• Prompt: Keeping every character as it is, transcribe the entries below.

━━━ Material shown ━━━

//! Excel timecard reader.
//!
//! Reads the first worksheet of an `.xlsx` workbook with `calamine`. Cells
//! are addressed by absolute sheet position so leading empty rows or columns
//! do not shift the layout.

use std::path::Path;

use calamine::{open_workbook, Data, DataType, Range, Reader, Xlsx};
use tracing::debug;

use crate::config::TimecardLayout;
use crate::error::{EngineError, EngineResult};

use super::TimecardImport;
use super::row::{CellValue, RowConverter};

/// Reads a timecard from the first worksheet of an Excel workbook.
pub fn read_xlsx(path: &Path, layout: &TimecardLayout) -> EngineResult<TimecardImport> {
    let path_str = path.display().to_string();
    let read_error = |message: String| EngineError::TimecardRead {
        path: path_str.clone(),
        message,
    };

    let mut workbook: Xlsx<_> =
        open_workbook(path).map_err(|e: calamine::XlsxError| read_error(e.to_string()))?;

    let sheet_name = workbook
        .sheet_names()
        .first()
        .cloned()
        .ok_or_else(|| read_error("workbook has no worksheets".to_string()))?;

    let range = workbook
        .worksheet_range(&sheet_name)
        .map_err(|e| read_error(e.to_string()))?;

    let import = convert_range(&range, layout)?;
    debug!(
        path = %path_str,
        sheet = %sheet_name,
        records = import.records.len(),
        skipped_rows = import.skipped_rows,
        "Parsed Excel timecard"
    );
    Ok(import)
}

/// Converts every data row of a worksheet range.
///
/// # Errors
///
/// Returns [`EngineError::InvalidLayout`] if the layout cannot address a
/// worksheet, or [`EngineError::InvalidRecord`] for an unreadable timestamp.
pub fn convert_range(range: &Range<Data>, layout: &TimecardLayout) -> EngineResult<TimecardImport> {
    layout.validate()?;

    let mut import = TimecardImport::default();
    let Some((last_row, _)) = range.end() else {
        return Ok(import);
    };

    let converter = RowConverter::new(layout);
    let first_row = sheet_index(layout.header_rows, "header_rows")?;
    let last_column = sheet_index(layout.max_column(), "column")?;
    let start_column = sheet_index(layout.columns.start, "start column")?;
    let end_column = sheet_index(layout.columns.end, "end column")?;

    for row in first_row..=last_row {
        let cells: Vec<CellValue> = (0..=last_column)
            .map(|column| {
                let cell = range.get_value((row, column));
                if column == start_column || column == end_column {
                    timestamp_cell(cell)
                } else {
                    text_cell(cell)
                }
            })
            .collect();

        match converter.convert(row as usize + 1, &cells)? {
            Some(shift) => import.records.push(shift),
            None => import.skipped_rows += 1,
        }
    }

    Ok(import)
}

fn sheet_index(value: usize, setting: &str) -> EngineResult<u32> {
    u32::try_from(value).map_err(|_| EngineError::InvalidLayout {
        message: format!("{} {} is outside the sheet", setting, value),
    })
}

/// Reads a cell that holds a name or position.
fn text_cell(cell: Option<&Data>) -> CellValue {
    match cell {
        None | Some(Data::Empty) => CellValue::Empty,
        Some(value) => CellValue::Text(value.to_string()),
    }
}

/// Reads a cell that holds a timestamp, either native or as text.
fn timestamp_cell(cell: Option<&Data>) -> CellValue {
    match cell {
        None | Some(Data::Empty) => CellValue::Empty,
        Some(Data::String(text)) => CellValue::Text(text.clone()),
        Some(value) => match value.as_datetime() {
            Some(datetime) => CellValue::DateTime(datetime),
            None => CellValue::Text(value.to_string()),
        },
    }
}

━━━

• Solved problem:
//! Excel timecard reader.
//!
//! Reads the first worksheet of an `.xlsx` workbook with `calamine`. Cells
//! are addressed by absolute sheet position so leading empty rows or columns
//! do not shift the layout.

use std::path::Path;

use calamine::{open_workbook, Data, DataType, Range, Reader, Xlsx};
use tracing::debug;

use crate::config::TimecardLayout;
use crate::error::{EngineError, EngineResult};

use super::TimecardImport;
use super::row::{CellValue, RowConverter};

/// Reads a timecard from the first worksheet of an Excel workbook.
pub fn read_xlsx(path: &Path, layout: &TimecardLayout) -> EngineResult<TimecardImport> {
    let path_str = path.display().to_string();
    let read_error = |message: String| EngineError::TimecardRead {
        path: path_str.clone(),
        message,
    };

    let mut workbook: Xlsx<_> =
        open_workbook(path).map_err(|e: calamine::XlsxError| read_error(e.to_string()))?;

    let sheet_name = workbook
        .sheet_names()
        .first()
        .cloned()
        .ok_or_else(|| read_error("workbook has no worksheets".to_string()))?;

    let range = workbook
        .worksheet_range(&sheet_name)
        .map_err(|e| read_error(e.to_string()))?;

    let import = convert_range(&range, layout)?;
    debug!(
        path = %path_str,
        sheet = %sheet_name,
        records = import.records.len(),
        skipped_rows = import.skipped_rows,
        "Parsed Excel timecard"
    );
    Ok(import)
}

/// Converts every data row of a worksheet range.
///
/// # Errors
///
/// Returns [`EngineError::InvalidLayout`] if the layout cannot address a
/// worksheet, or [`EngineError::InvalidRecord`] for an unreadable timestamp.
pub fn convert_range(range: &Range<Data>, layout: &TimecardLayout) -> EngineResult<TimecardImport> {
    layout.validate()?;

    let mut import = TimecardImport::default();
    let Some((last_row, _)) = range.end() else {
        return Ok(import);
    };

    let converter = RowConverter::new(layout);
    let first_row = sheet_index(layout.header_rows, "header_rows")?;
    let last_column = sheet_index(layout.max_column(), "column")?;
    let start_column = sheet_index(layout.columns.start, "start column")?;
    let end_column = sheet_index(layout.columns.end, "end column")?;

    for row in first_row..=last_row {
        let cells: Vec<CellValue> = (0..=last_column)
            .map(|column| {
                let cell = range.get_value((row, column));
                if column == start_column || column == end_column {
                    timestamp_cell(cell)
                } else {
                    text_cell(cell)
                }
            })
            .collect();

        match converter.convert(row as usize + 1, &cells)? {
            Some(shift) => import.records.push(shift),
            None => import.skipped_rows += 1,
        }
    }

    Ok(import)
}

fn sheet_index(value: usize, setting: &str) -> EngineResult<u32> {
    u32::try_from(value).map_err(|_| EngineError::InvalidLayout {
        message: format!("{} {} is outside the sheet", setting, value),
    })
}

/// Reads a cell that holds a name or position.
fn text_cell(cell: Option<&Data>) -> CellValue {
    match cell {
        None | Some(Data::Empty) => CellValue::Empty,
        Some(value) => CellValue::Text(value.to_string()),
    }
}

/// Reads a cell that holds a timestamp, either native or as text.
fn timestamp_cell(cell: Option<&Data>) -> CellValue {
    match cell {
        None | Some(Data::Empty) => CellValue::Empty,
        Some(Data::String(text)) => CellValue::Text(text.clone()),
        Some(value) => match value.as_datetime() {
            Some(datetime) => CellValue::DateTime(datetime),
            None => CellValue::Text(value.to_string()),
        },
    }
}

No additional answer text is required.